## Exercise goal
Determine which lines of the records include the word "NewMatch", and copy them.

## Stored items

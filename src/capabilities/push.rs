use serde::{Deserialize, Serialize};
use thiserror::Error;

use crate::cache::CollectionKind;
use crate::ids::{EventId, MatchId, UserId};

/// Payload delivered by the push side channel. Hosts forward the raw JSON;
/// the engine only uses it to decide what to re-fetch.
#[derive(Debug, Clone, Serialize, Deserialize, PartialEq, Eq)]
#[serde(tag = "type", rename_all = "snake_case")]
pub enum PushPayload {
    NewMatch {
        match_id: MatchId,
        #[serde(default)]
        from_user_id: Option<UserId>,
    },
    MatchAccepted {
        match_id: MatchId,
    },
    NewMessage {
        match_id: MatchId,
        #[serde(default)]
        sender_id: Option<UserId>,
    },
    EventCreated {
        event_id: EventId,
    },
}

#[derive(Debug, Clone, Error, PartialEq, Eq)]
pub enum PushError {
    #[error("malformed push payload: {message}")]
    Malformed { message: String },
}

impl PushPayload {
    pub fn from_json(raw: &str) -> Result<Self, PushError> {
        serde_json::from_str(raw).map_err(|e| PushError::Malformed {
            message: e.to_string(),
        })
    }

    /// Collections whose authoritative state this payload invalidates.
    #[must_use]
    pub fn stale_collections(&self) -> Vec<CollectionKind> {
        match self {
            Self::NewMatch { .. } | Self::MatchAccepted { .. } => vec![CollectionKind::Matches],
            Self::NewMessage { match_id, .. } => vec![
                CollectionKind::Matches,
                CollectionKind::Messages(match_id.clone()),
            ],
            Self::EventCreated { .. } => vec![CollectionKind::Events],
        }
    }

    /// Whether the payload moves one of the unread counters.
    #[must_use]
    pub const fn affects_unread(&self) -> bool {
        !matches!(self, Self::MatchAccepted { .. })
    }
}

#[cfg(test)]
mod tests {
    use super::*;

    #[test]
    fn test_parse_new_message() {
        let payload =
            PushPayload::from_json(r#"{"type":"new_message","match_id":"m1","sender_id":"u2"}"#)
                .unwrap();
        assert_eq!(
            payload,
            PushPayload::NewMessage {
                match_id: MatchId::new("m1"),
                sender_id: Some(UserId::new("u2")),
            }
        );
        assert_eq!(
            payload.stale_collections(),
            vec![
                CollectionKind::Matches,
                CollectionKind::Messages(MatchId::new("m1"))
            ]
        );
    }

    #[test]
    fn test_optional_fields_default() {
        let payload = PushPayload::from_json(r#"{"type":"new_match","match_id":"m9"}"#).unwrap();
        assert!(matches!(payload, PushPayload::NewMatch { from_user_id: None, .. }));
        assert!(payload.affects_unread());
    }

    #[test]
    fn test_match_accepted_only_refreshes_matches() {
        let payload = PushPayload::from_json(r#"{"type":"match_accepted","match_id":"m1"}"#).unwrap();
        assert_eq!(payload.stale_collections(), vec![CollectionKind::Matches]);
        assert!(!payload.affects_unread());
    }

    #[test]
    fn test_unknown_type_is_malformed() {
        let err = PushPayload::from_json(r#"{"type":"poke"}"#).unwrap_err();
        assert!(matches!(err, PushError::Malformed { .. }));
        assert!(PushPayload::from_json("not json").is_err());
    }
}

## Solution below
    NewMatch {
            Self::NewMatch { .. } | Self::MatchAccepted { .. } => vec![CollectionKind::Matches],
        assert!(matches!(payload, PushPayload::NewMatch { from_user_id: None, .. }));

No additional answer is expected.